--- Material for this task ---

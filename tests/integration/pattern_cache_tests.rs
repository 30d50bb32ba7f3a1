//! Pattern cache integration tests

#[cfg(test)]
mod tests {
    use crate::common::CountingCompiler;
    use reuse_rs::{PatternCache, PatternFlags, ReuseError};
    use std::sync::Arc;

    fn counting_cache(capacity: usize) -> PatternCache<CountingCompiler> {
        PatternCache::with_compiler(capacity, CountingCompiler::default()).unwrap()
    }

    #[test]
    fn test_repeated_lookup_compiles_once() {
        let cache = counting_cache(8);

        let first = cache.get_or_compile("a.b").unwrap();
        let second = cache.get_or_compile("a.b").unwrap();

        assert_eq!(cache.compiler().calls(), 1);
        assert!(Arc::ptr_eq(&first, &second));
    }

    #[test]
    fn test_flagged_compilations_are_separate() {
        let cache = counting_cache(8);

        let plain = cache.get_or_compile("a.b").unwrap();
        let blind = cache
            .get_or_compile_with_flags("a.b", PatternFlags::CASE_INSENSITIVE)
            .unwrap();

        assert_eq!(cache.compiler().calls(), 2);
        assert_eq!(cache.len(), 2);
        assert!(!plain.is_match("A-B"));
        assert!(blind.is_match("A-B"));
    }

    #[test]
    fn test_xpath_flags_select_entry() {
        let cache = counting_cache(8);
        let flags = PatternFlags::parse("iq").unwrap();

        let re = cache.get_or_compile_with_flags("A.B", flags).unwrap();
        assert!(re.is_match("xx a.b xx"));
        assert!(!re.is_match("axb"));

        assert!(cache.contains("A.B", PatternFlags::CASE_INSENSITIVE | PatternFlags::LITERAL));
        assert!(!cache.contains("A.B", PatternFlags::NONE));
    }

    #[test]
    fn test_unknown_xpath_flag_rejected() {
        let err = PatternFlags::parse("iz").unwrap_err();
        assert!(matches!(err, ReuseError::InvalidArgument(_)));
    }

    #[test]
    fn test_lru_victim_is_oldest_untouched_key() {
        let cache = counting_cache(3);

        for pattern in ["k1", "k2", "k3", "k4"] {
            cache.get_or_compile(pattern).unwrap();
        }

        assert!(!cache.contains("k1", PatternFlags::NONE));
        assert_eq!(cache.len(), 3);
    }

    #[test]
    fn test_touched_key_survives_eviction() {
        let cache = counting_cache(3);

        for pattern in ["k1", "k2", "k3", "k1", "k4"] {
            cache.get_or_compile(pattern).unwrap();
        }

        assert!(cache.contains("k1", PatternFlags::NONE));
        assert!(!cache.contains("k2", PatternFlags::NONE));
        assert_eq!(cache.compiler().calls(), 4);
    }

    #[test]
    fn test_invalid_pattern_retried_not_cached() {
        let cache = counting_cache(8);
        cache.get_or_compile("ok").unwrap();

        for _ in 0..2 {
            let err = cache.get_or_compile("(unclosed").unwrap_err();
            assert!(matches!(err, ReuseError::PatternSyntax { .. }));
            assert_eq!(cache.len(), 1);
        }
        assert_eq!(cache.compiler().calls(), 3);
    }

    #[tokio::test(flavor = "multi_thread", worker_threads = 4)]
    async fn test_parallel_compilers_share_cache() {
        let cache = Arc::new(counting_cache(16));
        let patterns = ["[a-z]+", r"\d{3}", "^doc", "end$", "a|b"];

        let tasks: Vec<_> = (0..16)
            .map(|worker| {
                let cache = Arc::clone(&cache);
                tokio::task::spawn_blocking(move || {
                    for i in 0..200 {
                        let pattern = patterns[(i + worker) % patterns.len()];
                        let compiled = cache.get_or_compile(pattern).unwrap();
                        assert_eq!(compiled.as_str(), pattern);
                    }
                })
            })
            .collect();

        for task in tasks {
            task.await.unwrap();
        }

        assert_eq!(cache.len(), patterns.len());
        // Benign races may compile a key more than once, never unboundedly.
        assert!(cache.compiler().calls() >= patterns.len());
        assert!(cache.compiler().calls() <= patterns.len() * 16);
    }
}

---

# Required action:
Quote in full each line from the top of the records above through the line with "assert_eq!(cache.len(), 2);"; stop after that line.

# Solution:
filename tests/integration/pattern_cache_tests.rs
repository 30d50bb32ba7f3a1
//! Pattern cache integration tests

#[cfg(test)]
mod tests {
    use crate::common::CountingCompiler;
    use reuse_rs::{PatternCache, PatternFlags, ReuseError};
    use std::sync::Arc;

    fn counting_cache(capacity: usize) -> PatternCache<CountingCompiler> {
        PatternCache::with_compiler(capacity, CountingCompiler::default()).unwrap()
    }

    #[test]
    fn test_repeated_lookup_compiles_once() {
        let cache = counting_cache(8);

        let first = cache.get_or_compile("a.b").unwrap();
        let second = cache.get_or_compile("a.b").unwrap();

        assert_eq!(cache.compiler().calls(), 1);
        assert!(Arc::ptr_eq(&first, &second));
    }

    #[test]
    fn test_flagged_compilations_are_separate() {
        let cache = counting_cache(8);

        let plain = cache.get_or_compile("a.b").unwrap();
        let blind = cache
            .get_or_compile_with_flags("a.b", PatternFlags::CASE_INSENSITIVE)
            .unwrap();

        assert_eq!(cache.compiler().calls(), 2);
        assert_eq!(cache.len(), 2);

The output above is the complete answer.